Printed April 10, 2003
Renowned author Tony Hillerman said that students who wish to be writers should learn three simple rules.
“Elmore Leonard once told me, ‘Leave out the parts readers skip,” Hillerman said. “Another guy told me, the short way to spell ‘writer’s block’ is l-a-z-y. And another person told me, ‘My dad was a mailman. I never remember my dad getting a mailman’s block.”
Hillerman spoke to about 50 students and faculty members Wednesday at the Bobo Room in Hodgin Hall as part of the Communication and Journalism Department’s Colloquium series.
Hillerman is a former professor and chairman of the Communication and Journalism Department and also earned his master’s degree from UNM in 1966. He said he began his writing career as a journalist.
“If you’re a journalist, you get used to not having much,” Hillerman said. “One of the things you learn out there, I didn’t teach this, but you learn very quickly how to be a freeloader.”
He said that his experience as a reporter has helped him in his fiction writing. Hillerman is best known for his Joe Leaphorn and Jim Chee mysteries. He said the although writing about American Indians in a fictional sense required sensitivity, growing up and going to an American Indian school as a child in Oklahoma gave him insight.

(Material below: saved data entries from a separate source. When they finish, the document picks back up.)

//! Symbol master records.

use chrono::{DateTime, Utc};
use serde::{Deserialize, Serialize};

use super::ids::SymbolId;

/// One listing interval of a symbol.
///
/// Tickers are reused over time: several `symbol_id`s may carry the same
/// ticker across non-overlapping activity windows.
#[derive(Debug, Clone, PartialEq, Serialize, Deserialize)]
pub struct SymbolRecord {
    pub symbol_id: SymbolId,
    pub ticker: String,
    pub exchange: String,
    pub currency: String,
    pub active_from: DateTime<Utc>,
    pub active_to: Option<DateTime<Utc>>,
}

impl SymbolRecord {
    /// Active iff `active_from <= asof` and `asof < active_to` (open upper bound).
    pub fn is_active_at(&self, asof: DateTime<Utc>) -> bool {
        self.active_from <= asof && self.active_to.map_or(true, |to| to > asof)
    }
}

#[cfg(test)]
mod tests {
    use super::*;
    use chrono::TimeZone;

    fn record(active_to: Option<DateTime<Utc>>) -> SymbolRecord {
        SymbolRecord {
            symbol_id: SymbolId(7),
            ticker: "ACME".into(),
            exchange: "XNYS".into(),
            currency: "USD".into(),
            active_from: Utc.with_ymd_and_hms(2020, 1, 1, 0, 0, 0).unwrap(),
            active_to,
        }
    }

    #[test]
    fn lower_bound_inclusive() {
        let r = record(None);
        assert!(r.is_active_at(Utc.with_ymd_and_hms(2020, 1, 1, 0, 0, 0).unwrap()));
        assert!(!r.is_active_at(Utc.with_ymd_and_hms(2019, 12, 31, 23, 59, 59).unwrap()));
    }

    #[test]
    fn upper_bound_exclusive() {
        let end = Utc.with_ymd_and_hms(2022, 6, 1, 0, 0, 0).unwrap();
        let r = record(Some(end));
        assert!(!r.is_active_at(end));
        assert!(r.is_active_at(end - chrono::Duration::seconds(1)));
    }
}
//! Event-driven backtesting engine.
//!
//! - `events`: deterministic priority queue
//! - `clock`: exchange open/close boundaries
//! - `book`: per-run working orders
//! - `risk`: pre-trade caps
//! - `sink`: artifact records and their destination
//! - `backtest`: the driver tying it all together

pub mod backtest;
pub mod book;
pub mod clock;
pub mod events;
pub mod risk;
pub mod sink;

pub use backtest::{Backtest, BacktestConfig, EngineError, MarketEvent, RunSummary, UNKNOWN_VENUE};
pub use book::{CancelTarget, OrderBook};
pub use clock::{Boundary, Clock, ClockError, ClockEvent};
pub use events::{Event, EventHandle, EventKind, EventQueue, QueueError};
pub use risk::{RiskCaps, RiskManager, RiskUpdate, RiskViolation};
pub use sink::{
    ArtifactSink, EquityRecord, FillRecord, MemorySink, OrderRecord, PositionRecord, RunManifest, RunMetrics,
    SinkError,
};
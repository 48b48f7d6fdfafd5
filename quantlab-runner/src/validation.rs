//! Walk-forward validation driver.
//!
//! Runs one backtest per fold over the fold's validation range only, in
//! parallel, each into `fold_{idx:02}_{params_hash}` with seed
//! `base_seed + idx` (1-based). Results come back in fold order and are
//! summarized into `folds_summary.json`.

use std::path::{Path, PathBuf};

use anyhow::Context;
use chrono::{DateTime, Utc};
use rayon::prelude::*;
use serde::{Deserialize, Serialize};
use tracing::info;

use quantlab_core::domain::RunId;
use quantlab_core::engine::BacktestConfig;
use quantlab_core::strategy::{Strategy, StrategyError};

use crate::artifacts::write_json;
use crate::folds::Fold;
use crate::loader::Dataset;
use crate::metrics::PerformanceMetrics;
use crate::runner::{run_to_dir, RunError};

pub const FOLDS_SUMMARY_JSON: &str = "folds_summary.json";

/// Strategy parameters; keys are kept sorted so hashing is canonical.
pub type Params = serde_json::Map<String, serde_json::Value>;

/// First 8 hex chars of the BLAKE3 hash of the canonical params JSON.
pub fn params_hash(params: &Params) -> String {
    RunId::from_canonical(&serde_json::Value::Object(params.clone()))
        .short(8)
        .to_string()
}

/// Result of one fold's validation run.
#[derive(Debug, Clone, PartialEq, Serialize, Deserialize)]
pub struct FoldResult {
    pub fold_index: usize,
    pub val_start: DateTime<Utc>,
    pub val_end: DateTime<Utc>,
    pub train_ranges: Vec<(DateTime<Utc>, DateTime<Utc>)>,
    pub metrics: PerformanceMetrics,
    pub run_id: RunId,
    pub out_dir: PathBuf,
}

/// Run every fold for one parameter set.
///
/// `factory` builds a fresh strategy per fold, so strategies need not be
/// `Sync`; the factory itself is shared across threads.
pub fn run_walk_forward<F>(
    factory: &F,
    params: &Params,
    dataset: &Dataset,
    base: &BacktestConfig,
    folds: &[Fold],
    out_dir: &Path,
) -> Result<Vec<FoldResult>, RunError>
where
    F: Fn(&Params) -> Result<Box<dyn Strategy>, StrategyError> + Sync,
{
    std::fs::create_dir_all(out_dir)
        .with_context(|| format!("failed to create {}", out_dir.display()))?;
    let hash = params_hash(params);

    let results = folds
        .par_iter()
        .enumerate()
        .map(|(i, fold)| -> Result<FoldResult, RunError> {
            let idx = i + 1;
            let fold_dir = out_dir.join(format!("fold_{idx:02}_{hash}"));
            let mut config = base.clone();
            config.start = fold.val_range.0;
            config.end = fold.val_range.1;
            config.seed = base.seed.wrapping_add(idx as u64);

            let mut strategy = factory(params)?;
            let outcome = run_to_dir(dataset, config, strategy.as_mut(), &fold_dir)?;
            info!(
                fold = idx,
                run_id = %outcome.run_id,
                ret = outcome.metrics.total_return(),
                "fold complete"
            );
            Ok(FoldResult {
                fold_index: idx,
                val_start: fold.val_range.0,
                val_end: fold.val_range.1,
                train_ranges: fold.train_ranges.clone(),
                metrics: outcome.metrics,
                run_id: outcome.run_id,
                out_dir: outcome.out_dir,
            })
        })
        .collect::<Result<Vec<_>, RunError>>()?;

    write_json(&out_dir.join(FOLDS_SUMMARY_JSON), &results)?;
    Ok(results)
}
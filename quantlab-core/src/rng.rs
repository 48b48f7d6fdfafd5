//! Per-run randomness.
//!
//! Sub-seeds are BLAKE3 hashes of `(master_seed, run_id, scope, index)`, so a
//! strategy's stream depends only on what it asks for, never on thread
//! scheduling or on which other streams were drawn first.

use rand::rngs::StdRng;
use rand::SeedableRng;

use crate::domain::RunId;

#[derive(Debug, Clone, Copy, PartialEq, Eq)]
pub struct SeedHierarchy {
    master_seed: u64,
}

impl SeedHierarchy {
    pub fn new(master_seed: u64) -> Self {
        Self { master_seed }
    }

    pub fn master_seed(&self) -> u64 {
        self.master_seed
    }

    pub fn sub_seed(&self, run_id: &RunId, scope: &str, index: u64) -> u64 {
        let mut hasher = blake3::Hasher::new();
        hasher.update(&self.master_seed.to_le_bytes());
        hasher.update(run_id.0.as_bytes());
        hasher.update(&[0]);
        hasher.update(scope.as_bytes());
        hasher.update(&index.to_le_bytes());
        let mut head = [0u8; 8];
        head.copy_from_slice(&hasher.finalize().as_bytes()[..8]);
        u64::from_le_bytes(head)
    }

    pub fn rng_for(&self, run_id: &RunId, scope: &str, index: u64) -> StdRng {
        StdRng::seed_from_u64(self.sub_seed(run_id, scope, index))
    }
}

“I had one very important lesson when I was a kid,” Hillerman said. “Indians, as they prefer to called, are just exactly like everybody else. I grew up with them and they were my friends. We played cowboys and Indians and we had to flip a coin to see who was going to be a cowboy and who was going to be an Indian, because they knew who won.”
Hillerman also spoke about his writing process and how much work goes into writing a novel. He said he writes in spurts and it usually takes about a year for him to finish a novel. His next book, The Sinister Pig, is due out May 6.

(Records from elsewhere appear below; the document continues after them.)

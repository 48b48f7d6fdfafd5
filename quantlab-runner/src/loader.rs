//! CSV ingestion for bars, symbols, FX rates and corporate actions.
//!
//! Bars files carry one row per symbol per session date:
//! `dt, symbol_id, open, high, low, close, volume`. Each row is stamped with
//! the UTC close of its exchange session on `dt` (rows dated on a closed day
//! take the next session's close). Rows with an empty or `nan` field are
//! skipped and reported by index; session days between the first and last
//! date that have no row at all are reported as missing.
//!
//! [`Dataset`] bundles the loaded stores behind `Arc`s so parallel folds and
//! trials share one copy.

use std::collections::BTreeSet;
use std::fs::File;
use std::io::Read;
use std::path::{Path, PathBuf};
use std::sync::Arc;

use chrono::{DateTime, Duration, NaiveDate, NaiveTime, Utc};
use serde::Deserialize;
use thiserror::Error;
use tracing::{info, warn};

use quantlab_core::calendar::{CalendarError, TradingCalendar};
use quantlab_core::data::{BarsStore, CorporateActionStore, FxTable, PitDataReader, SymbolMaster};
use quantlab_core::domain::{Bar, CorporateAction, FxRate, SymbolId, SymbolRecord};
use quantlab_core::engine::{Backtest, BacktestConfig};
use quantlab_core::execution::{CostCalculator, CostError, CostProfiles};

use crate::config::RunConfig;

const BAR_COLUMNS: [&str; 7] = ["dt", "symbol_id", "open", "high", "low", "close", "volume"];

#[derive(Debug, Error)]
pub enum LoadError {
    #[error("failed to open {path}: {source}")]
    Io {
        path: PathBuf,
        #[source]
        source: std::io::Error,
    },
    #[error("csv error: {0}")]
    Csv(#[from] csv::Error),
    #[error("missing required columns: {0:?}")]
    MissingColumns(Vec<String>),
    #[error("row {row}: invalid {column} value {value:?}")]
    Parse {
        row: usize,
        column: String,
        value: String,
    },
    #[error(transparent)]
    Calendar(#[from] CalendarError),
    #[error(transparent)]
    Cost(#[from] CostError),
}

/// Data-quality findings from a bars file. Neither is fatal.
#[derive(Debug, Clone, Default, PartialEq)]
pub struct LoadReport {
    /// Session days in `[min dt, max dt]` with no row.
    pub missing_dates: Vec<NaiveDate>,
    /// Zero-based indices of skipped rows with empty or `nan` fields.
    pub nan_rows: Vec<usize>,
}

impl LoadReport {
    pub fn is_clean(&self) -> bool {
        self.missing_dates.is_empty() && self.nan_rows.is_empty()
    }
}

fn open_file(path: &Path) -> Result<File, LoadError> {
    File::open(path).map_err(|source| LoadError::Io {
        path: path.to_path_buf(),
        source,
    })
}

// ─── Bars ────────────────────────────────────────────────────────────

/// Parse a float cell; `None` for empty or `nan`.
fn nullable(value: &str) -> Option<&str> {
    let v = value.trim();
    if v.is_empty() || v.eq_ignore_ascii_case("nan") {
        None
    } else {
        Some(v)
    }
}

fn parse_err(row: usize, column: &str, value: &str) -> LoadError {
    LoadError::Parse {
        row,
        column: column.to_string(),
        value: value.to_string(),
    }
}

fn parse_volume(row: usize, raw: &str) -> Result<u64, LoadError> {
    if let Ok(v) = raw.parse::<u64>() {
        return Ok(v);
    }
    match raw.parse::<f64>() {
        Ok(v) if v.is_finite() && v >= 0.0 => Ok(v as u64),
        _ => Err(parse_err(row, "volume", raw)),
    }
}

/// Close of the session on `dt`; rows dated on a closed day take the next close.
fn session_close(
    calendar: &dyn TradingCalendar,
    exchange: &str,
    dt: NaiveDate,
) -> Result<DateTime<Utc>, LoadError> {
    if let Some(session) = calendar.session(exchange, dt)? {
        return Ok(session.close);
    }
    let noon = dt.and_time(NaiveTime::from_hms_opt(12, 0, 0).unwrap_or(NaiveTime::MIN));
    Ok(calendar.next_close(exchange, noon.and_utc())?)
}

/// Load a daily bars file for one exchange.
pub fn load_daily_bars_csv(
    path: &Path,
    exchange: &str,
    calendar: &dyn TradingCalendar,
) -> Result<(Vec<Bar>, LoadReport), LoadError> {
    let (bars, report) = read_daily_bars(open_file(path)?, exchange, calendar)?;
    if !report.is_clean() {
        warn!(
            path = %path.display(),
            exchange,
            missing_dates = report.missing_dates.len(),
            nan_rows = report.nan_rows.len(),
            "bars file has gaps"
        );
    }
    Ok((bars, report))
}

/// Same as [`load_daily_bars_csv`] over any reader.
pub fn read_daily_bars<R: Read>(
    source: R,
    exchange: &str,
    calendar: &dyn TradingCalendar,
) -> Result<(Vec<Bar>, LoadReport), LoadError> {
    let mut rdr = csv::Reader::from_reader(source);
    let headers = rdr.headers()?.clone();
    let missing: Vec<String> = BAR_COLUMNS
        .iter()
        .filter(|c| !headers.iter().any(|h| h.trim() == **c))
        .map(|c| c.to_string())
        .collect();
    if !missing.is_empty() {
        return Err(LoadError::MissingColumns(missing));
    }
    let col = |name: &str| headers.iter().position(|h| h.trim() == name).unwrap_or(0);
    let idx: Vec<usize> = BAR_COLUMNS.iter().map(|c| col(c)).collect();

    let mut bars = Vec::new();
    let mut report = LoadReport::default();
    let mut seen: BTreeSet<NaiveDate> = BTreeSet::new();

    for (row, record) in rdr.records().enumerate() {
        let record = record?;
        let cell = |i: usize| record.get(idx[i]).unwrap_or("");

        let dt_raw = cell(0).trim();
        let dt = NaiveDate::parse_from_str(dt_raw, "%Y-%m-%d")
            .map_err(|_| parse_err(row, "dt", dt_raw))?;
        seen.insert(dt);

        let id_raw = cell(1).trim();
        let symbol_id = id_raw
            .parse::<u64>()
            .map_err(|_| parse_err(row, "symbol_id", id_raw))?;

        let mut prices = [0.0_f64; 4];
        let mut has_nan = false;
        for (slot, i) in prices.iter_mut().zip(2..6) {
            match nullable(cell(i)) {
                Some(v) => {
                    *slot = v.parse().map_err(|_| parse_err(row, BAR_COLUMNS[i], v))?;
                }
                None => has_nan = true,
            }
        }
        let volume = match nullable(cell(6)) {
            Some(v) => parse_volume(row, v)?,
            None => {
                has_nan = true;
                0
            }
        };
        if has_nan {
            report.nan_rows.push(row);
            continue;
        }

        let [open, high, low, close] = prices;
        if !(close > 0.0) || !close.is_finite() {
            return Err(parse_err(row, "close", cell(5).trim()));
        }
        let ts = session_close(calendar, exchange, dt)?;
        bars.push(Bar {
            ts,
            symbol_id: SymbolId(symbol_id),
            open,
            high,
            low,
            close,
            volume,
            session_date: dt,
        });
    }

    if let (Some(&first), Some(&last)) = (seen.first(), seen.last()) {
        let mut day = first;
        while day <= last {
            if !seen.contains(&day) && calendar.session(exchange, day)?.is_some() {
                report.missing_dates.push(day);
            }
            day += Duration::days(1);
        }
    }

    Ok((bars, report))
}

// ─── Reference data ──────────────────────────────────────────────────

/// Accepts RFC 3339 instants or bare dates (midnight UTC).
fn parse_instant(row: usize, column: &str, raw: &str) -> Result<DateTime<Utc>, LoadError> {
    let v = raw.trim();
    if let Ok(ts) = DateTime::parse_from_rfc3339(v) {
        return Ok(ts.with_timezone(&Utc));
    }
    NaiveDate::parse_from_str(v, "%Y-%m-%d")
        .map(|d| d.and_time(NaiveTime::MIN).and_utc())
        .map_err(|_| parse_err(row, column, v))
}

#[derive(Debug, Deserialize)]
struct SymbolRow {
    symbol_id: u64,
    ticker: String,
    exchange: String,
    currency: String,
    active_from: String,
    #[serde(default)]
    active_to: Option<String>,
}

/// Columns: `symbol_id, ticker, exchange, currency, active_from, active_to`.
pub fn read_symbols<R: Read>(source: R) -> Result<Vec<SymbolRecord>, LoadError> {
    let mut rdr = csv::Reader::from_reader(source);
    let mut out = Vec::new();
    for (row, rec) in rdr.deserialize::<SymbolRow>().enumerate() {
        let rec = rec?;
        let active_to = match rec.active_to.as_deref().map(str::trim) {
            None | Some("") => None,
            Some(v) => Some(parse_instant(row, "active_to", v)?),
        };
        out.push(SymbolRecord {
            symbol_id: SymbolId(rec.symbol_id),
            ticker: rec.ticker,
            exchange: rec.exchange,
            currency: rec.currency,
            active_from: parse_instant(row, "active_from", &rec.active_from)?,
            active_to,
        });
    }
    Ok(out)
}

pub fn load_symbols_csv(path: &Path) -> Result<Vec<SymbolRecord>, LoadError> {
    read_symbols(open_file(path)?)
}

#[derive(Debug, Deserialize)]
struct FxRow {
    ts: String,
    base: String,
    quote: String,
    rate: f64,
}

/// Columns: `ts, base, quote, rate`.
pub fn read_fx<R: Read>(source: R) -> Result<Vec<FxRate>, LoadError> {
    let mut rdr = csv::Reader::from_reader(source);
    let mut out = Vec::new();
    for (row, rec) in rdr.deserialize::<FxRow>().enumerate() {
        let rec = rec?;
        if !rec.rate.is_finite() || rec.rate <= 0.0 {
            return Err(parse_err(row, "rate", &rec.rate.to_string()));
        }
        out.push(FxRate {
            ts: parse_instant(row, "ts", &rec.ts)?,
            base: rec.base,
            quote: rec.quote,
            rate: rec.rate,
        });
    }
    Ok(out)
}

pub fn load_fx_csv(path: &Path) -> Result<Vec<FxRate>, LoadError> {
    read_fx(open_file(path)?)
}

#[derive(Debug, Deserialize)]
struct ActionRow {
    symbol_id: u64,
    effective_date: NaiveDate,
    #[serde(default)]
    split_ratio: Option<f64>,
    #[serde(default)]
    dividend_cash_per_share: Option<f64>,
    currency: String,
}

/// Columns: `symbol_id, effective_date, split_ratio, dividend_cash_per_share, currency`.
///
/// Empty ratio / dividend cells read as the no-op values 1.0 / 0.0.
pub fn read_corporate_actions<R: Read>(source: R) -> Result<Vec<CorporateAction>, LoadError> {
    let mut rdr = csv::Reader::from_reader(source);
    let mut out = Vec::new();
    for rec in rdr.deserialize::<ActionRow>() {
        let rec = rec?;
        out.push(CorporateAction {
            symbol_id: SymbolId(rec.symbol_id),
            effective_date: rec.effective_date,
            split_ratio: rec.split_ratio.unwrap_or(1.0),
            dividend: rec.dividend_cash_per_share.unwrap_or(0.0),
            currency: rec.currency,
        });
    }
    Ok(out)
}

pub fn load_corporate_actions_csv(path: &Path) -> Result<Vec<CorporateAction>, LoadError> {
    read_corporate_actions(open_file(path)?)
}

// ─── Dataset ─────────────────────────────────────────────────────────

/// Immutable inputs shared by every run over the same data.
#[derive(Clone)]
pub struct Dataset {
    pub bars: Arc<BarsStore>,
    pub fx: Arc<FxTable>,
    pub symbols: Arc<SymbolMaster>,
    pub actions: Arc<CorporateActionStore>,
    pub calendar: Arc<dyn TradingCalendar>,
    pub costs: Option<Arc<dyn CostCalculator>>,
}

impl std::fmt::Debug for Dataset {
    fn fmt(&self, f: &mut std::fmt::Formatter<'_>) -> std::fmt::Result {
        f.debug_struct("Dataset")
            .field("bars", &self.bars.len())
            .field("fx", &self.fx.len())
            .field("symbols", &self.symbols.records().len())
            .field("has_costs", &self.costs.is_some())
            .finish()
    }
}

impl Dataset {
    pub fn new(
        bars: Vec<Bar>,
        fx: Vec<FxRate>,
        symbols: Vec<SymbolRecord>,
        actions: Vec<CorporateAction>,
        calendar: Arc<dyn TradingCalendar>,
    ) -> Self {
        Self {
            bars: Arc::new(BarsStore::from_bars(bars)),
            fx: Arc::new(FxTable::from_rates(fx)),
            symbols: Arc::new(SymbolMaster::from_records(symbols)),
            actions: Arc::new(CorporateActionStore::from_actions(actions)),
            calendar,
            costs: None,
        }
    }

    pub fn with_costs(mut self, costs: Arc<dyn CostCalculator>) -> Self {
        self.costs = Some(costs);
        self
    }

    /// Load every input named by a run configuration.
    pub fn load(config: &RunConfig, calendar: Arc<dyn TradingCalendar>) -> Result<Self, LoadError> {
        let data = &config.data;
        let mut bars = Vec::new();
        for file in &data.bars {
            let (mut rows, _) = load_daily_bars_csv(&file.path, &file.exchange, calendar.as_ref())?;
            bars.append(&mut rows);
        }
        let symbols = load_symbols_csv(&data.symbols)?;
        let fx = match &data.fx {
            Some(p) => load_fx_csv(p)?,
            None => Vec::new(),
        };
        let actions = match &data.corporate_actions {
            Some(p) => load_corporate_actions_csv(p)?,
            None => Vec::new(),
        };
        info!(
            bars = bars.len(),
            symbols = symbols.len(),
            fx = fx.len(),
            actions = actions.len(),
            "dataset loaded"
        );
        let dataset = Self::new(bars, fx, symbols, actions, calendar);
        match &config.costs {
            Some(path) => Ok(dataset.with_costs(Arc::new(CostProfiles::from_file(path)?))),
            None => Ok(dataset),
        }
    }

    pub fn reader(&self) -> PitDataReader {
        PitDataReader::new(self.bars.clone(), self.fx.clone(), self.symbols.clone())
    }

    /// Sorted distinct bar timestamps in `[start, end]`.
    pub fn timestamps(&self, start: DateTime<Utc>, end: DateTime<Utc>) -> Vec<DateTime<Utc>> {
        self.bars.timestamps_between(start, end)
    }

    /// A driver over this dataset.
    pub fn backtest(&self, config: BacktestConfig) -> Backtest {
        let bt = Backtest::new(config, self.reader(), self.actions.clone(), self.calendar.clone());
        match &self.costs {
            Some(costs) => bt.with_costs(costs.clone()),
            None => bt,
        }
    }
}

Communication and Journalism Department Chairman Brad Hall said that it was great to have Hillerman speak as part of the series, especially because he has ties to the department. Hall added that the colloquium is largely aimed at graduate students but that all students are invited.
“It’s great when we can get people in here like Tony,” Hall said. “Who come to the colloquium is determined in large part by who the department’s graduate students want to see.”